Anthropic server-side managed context¶
Anthropic's context_management field lets the server compact a long conversation before generating, with no client-side compute. convopack is still useful as the client-side budget enforcer; the server handles whatever survives.
import anthropic
from convopack import Packer, Recency
client = anthropic.Anthropic()
packer = Packer(
budget=80_000, # generous client-side cap
tokenizer="anthropic:claude-sonnet-4-6",
strategy=Recency(),
pin=("system", "last_user"),
cache=True, # mark stable prefix
)
payload, context_mgmt = packer.pack_anthropic_managed(
history,
system="Be concise.",
trigger_tokens=30_000, # server compresses if input > 30k
keep_tool_uses=3, # keep the 3 most recent tool exchanges
)
response = client.messages.create(
model="claude-sonnet-4-6",
max_tokens=1024,
system=payload.system,
messages=payload.messages,
context_management=context_mgmt,
)
Roles of the two layers¶
| Layer | What it does | Where it runs |
|---|---|---|
Packer.pack_anthropic_managed |
Decide which messages to send. Pin system + last user. Emit cache markers. | Client (your machine). |
context_management (Anthropic) |
Drop oldest tool exchanges once input crosses a threshold. | Server (Anthropic). |
You can use both, either, or neither.

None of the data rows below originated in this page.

// Copyright 2025 LiveKit, Inc.
//
// Licensed under the Apache License, Version 2.0 (the "License");
// you may not use this file except in compliance with the License.
// You may obtain a copy of the License at
//
//     http://www.apache.org/licenses/LICENSE-2.0
//
// Unless required by applicable law or agreed to in writing, software
// distributed under the License is distributed on an "AS IS" BASIS,
// WITHOUT WARRANTIES OR CONDITIONS OF ANY KIND, either express or implied.
// See the License for the specific language governing permissions and
// limitations under the License.

use rand::Rng;
use std::time::{Duration, Instant};

/// Packet timestamp in ticks of a `RATE` Hz clock, wrapping at `u32::MAX`.
#[derive(Debug, Clone, Copy, PartialEq, Eq, Hash)]
pub struct Timestamp<const RATE: u32>(u32);

impl<const RATE: u32> Timestamp<RATE> {
    /// A timestamp with a random tick value, used as a clock's base.
    pub fn random() -> Self {
        Self(rand::rng().random())
    }

    pub const fn from_ticks(ticks: u32) -> Self {
        Self(ticks)
    }

    pub const fn as_ticks(self) -> u32 {
        self.0
    }

    /// Whether `self` comes before `other`, accounting for wrap-around.
    const fn precedes(self, other: Self) -> bool {
        (self.0.wrapping_sub(other.0) as i32) < 0
    }
}

/// Produces monotonically non-decreasing timestamps relative to an epoch.
#[derive(Debug)]
pub struct Clock<const RATE: u32> {
    epoch: Instant,
    base: Timestamp<RATE>,
    last: Timestamp<RATE>,
}

impl<const RATE: u32> Clock<RATE> {
    /// Creates a clock whose epoch is now, starting at `base`.
    pub fn new(base: Timestamp<RATE>) -> Self {
        Self::with_epoch(Instant::now(), base)
    }

    pub fn with_epoch(epoch: Instant, base: Timestamp<RATE>) -> Self {
        Self { epoch, base, last: base }
    }

    pub fn now(&mut self) -> Timestamp<RATE> {
        self.at(Instant::now())
    }

    /// Timestamp for `instant`; never earlier than a previously returned one.
    pub fn at(&mut self, instant: Instant) -> Timestamp<RATE> {
        let elapsed = instant.saturating_duration_since(self.epoch);
        let candidate = Timestamp(self.base.0.wrapping_add(Self::ticks(elapsed)));
        if !candidate.precedes(self.last) {
            self.last = candidate;
        }
        self.last
    }

    /// Rounds `duration` to the nearest tick (truncated to 32 bits).
    const fn ticks(duration: Duration) -> u32 {
        const NANOS_PER_SEC: u128 = 1_000_000_000;
        let scaled = duration.as_nanos() * RATE as u128;
        ((scaled + NANOS_PER_SEC / 2) / NANOS_PER_SEC) as u32
    }
}

#[cfg(test)]
impl<const RATE: u32> fake::Dummy<fake::Faker> for Timestamp<RATE> {
    fn dummy_with_rng<R: rand::Rng + ?Sized>(_: &fake::Faker, rng: &mut R) -> Self {
        Self(rng.random())
    }
}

The library default is to use neither (cache=False, no context_management), so existing code keeps working.
Custom edits¶
ContextManagementConfig.with_edit(...) lets you add edits that aren't modelled yet:
from convopack.anthropic_managed import ContextManagementConfig
cm = (
ContextManagementConfig.empty()
.with_edit({"type": "future_edit_type", "trigger": {"type": "input_tokens", "value": 50_000}})
)
That keeps the wrapper useful as Anthropic ships new edit types without requiring a convopack release.